## Work required:
Print all the records below, word for word and in full.

Collected data entries
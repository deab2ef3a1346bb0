use crate::error::{Result, RoiExportError};
use serde::Deserialize;
use std::fs::File;
use std::io::Read;
use std::path::Path;

/// Columns every input table must provide
pub const REQUIRED_COLUMNS: [&str; 5] = [
    "StudyID",
    "x_min",
    "y_min",
    "StudyInstanceUID",
    "ContainerIdentifier",
];

/// One row of the input table: a slide container to export
///
/// `x_min`/`y_min` are the slide origin in millimeters. Identifiers are kept
/// as text even when they look numeric.
#[derive(Debug, Clone, PartialEq, Deserialize)]
pub struct InputRow {
    #[serde(rename = "StudyID")]
    pub local_study_id: String,

    pub x_min: f64,

    pub y_min: f64,

    #[serde(rename = "StudyInstanceUID")]
    pub study_instance_uid: String,

    #[serde(rename = "ContainerIdentifier")]
    pub container_identifier: String,
}

/// Loads all rows of a CSV file, preserving order
pub fn load_rows<P: AsRef<Path>>(path: P) -> Result<Vec<InputRow>> {
    let path = path.as_ref();
    let file = File::open(path).map_err(|e| {
        RoiExportError::Input(format!("cannot open {}: {}", path.display(), e))
    })?;
    read_rows(file)
}

/// Reads rows from CSV data with a header line
///
/// # Errors
///
/// `Input` if a required column is missing or a field cannot be parsed.
pub fn read_rows<R: Read>(reader: R) -> Result<Vec<InputRow>> {
    let mut reader = csv::ReaderBuilder::new()
        .trim(csv::Trim::All)
        .from_reader(reader);

    let headers = normalize_headers(reader.headers()?);
    reader.set_headers(headers.clone());

    let missing: Vec<&str> = REQUIRED_COLUMNS
        .iter()
        .copied()
        .filter(|column| !has_column(&headers, column))
        .collect();
    if !missing.is_empty() {
        return Err(RoiExportError::Input(format!(
            "missing required column(s): {}",
            missing.join(", ")
        )));
    }

    reader
        .deserialize::<InputRow>()
        .enumerate()
        .map(|(index, row)| {
            row.map_err(|e| {
                // header is line 1
                RoiExportError::Input(format!("row {}: {}", index + 2, e))
            })
        })
        .collect()
}

/// Older tables name the study UID column `StudyInstanceID`
const LEGACY_STUDY_UID_COLUMN: &str = "StudyInstanceID";

/// Maps the legacy study UID header onto `StudyInstanceUID`
///
/// Only applies when the table has no `StudyInstanceUID` column; otherwise
/// the legacy column is left as an ignored extra.
fn normalize_headers(headers: &csv::StringRecord) -> csv::StringRecord {
    if has_column(headers, "StudyInstanceUID") {
        return headers.clone();
    }
    headers
        .iter()
        .map(|header| {
            if header == LEGACY_STUDY_UID_COLUMN {
                "StudyInstanceUID"
            } else {
                header
            }
        })
        .collect()
}

fn has_column(headers: &csv::StringRecord, column: &str) -> bool {
    headers.iter().any(|header| header == column)
}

## Answer to this task:
repository deab2ef3a1346bb0
use crate::error::{Result, RoiExportError};
use serde::Deserialize;
use std::fs::File;
use std::io::Read;
use std::path::Path;

/// Columns every input table must provide
pub const REQUIRED_COLUMNS: [&str; 5] = [
    "StudyID",
    "x_min",
    "y_min",
    "StudyInstanceUID",
    "ContainerIdentifier",
];

/// One row of the input table: a slide container to export
///
/// `x_min`/`y_min` are the slide origin in millimeters. Identifiers are kept
/// as text even when they look numeric.
#[derive(Debug, Clone, PartialEq, Deserialize)]
pub struct InputRow {
    #[serde(rename = "StudyID")]
    pub local_study_id: String,

    pub x_min: f64,

    pub y_min: f64,

    #[serde(rename = "StudyInstanceUID")]
    pub study_instance_uid: String,

    #[serde(rename = "ContainerIdentifier")]
    pub container_identifier: String,
}

/// Loads all rows of a CSV file, preserving order
pub fn load_rows<P: AsRef<Path>>(path: P) -> Result<Vec<InputRow>> {
    let path = path.as_ref();
    let file = File::open(path).map_err(|e| {
        RoiExportError::Input(format!("cannot open {}: {}", path.display(), e))
    })?;
    read_rows(file)
}

/// Reads rows from CSV data with a header line
///
/// # Errors
///
/// `Input` if a required column is missing or a field cannot be parsed.
pub fn read_rows<R: Read>(reader: R) -> Result<Vec<InputRow>> {
    let mut reader = csv::ReaderBuilder::new()
        .trim(csv::Trim::All)
        .from_reader(reader);

    let headers = normalize_headers(reader.headers()?);
    reader.set_headers(headers.clone());

    let missing: Vec<&str> = REQUIRED_COLUMNS
        .iter()
        .copied()
        .filter(|column| !has_column(&headers, column))
        .collect();
    if !missing.is_empty() {
        return Err(RoiExportError::Input(format!(
            "missing required column(s): {}",
            missing.join(", ")
        )));
    }

    reader
        .deserialize::<InputRow>()
        .enumerate()
        .map(|(index, row)| {
            row.map_err(|e| {
                // header is line 1
                RoiExportError::Input(format!("row {}: {}", index + 2, e))
            })
        })
        .collect()
}

/// Older tables name the study UID column `StudyInstanceID`
const LEGACY_STUDY_UID_COLUMN: &str = "StudyInstanceID";

/// Maps the legacy study UID header onto `StudyInstanceUID`
///
/// Only applies when the table has no `StudyInstanceUID` column; otherwise
/// the legacy column is left as an ignored extra.
fn normalize_headers(headers: &csv::StringRecord) -> csv::StringRecord {
    if has_column(headers, "StudyInstanceUID") {
        return headers.clone();
    }
    headers
        .iter()
        .map(|header| {
            if header == LEGACY_STUDY_UID_COLUMN {
                "StudyInstanceUID"
            } else {
                header
            }
        })
        .collect()
}

fn has_column(headers: &csv::StringRecord, column: &str) -> bool {
    headers.iter().any(|header| header == column)
}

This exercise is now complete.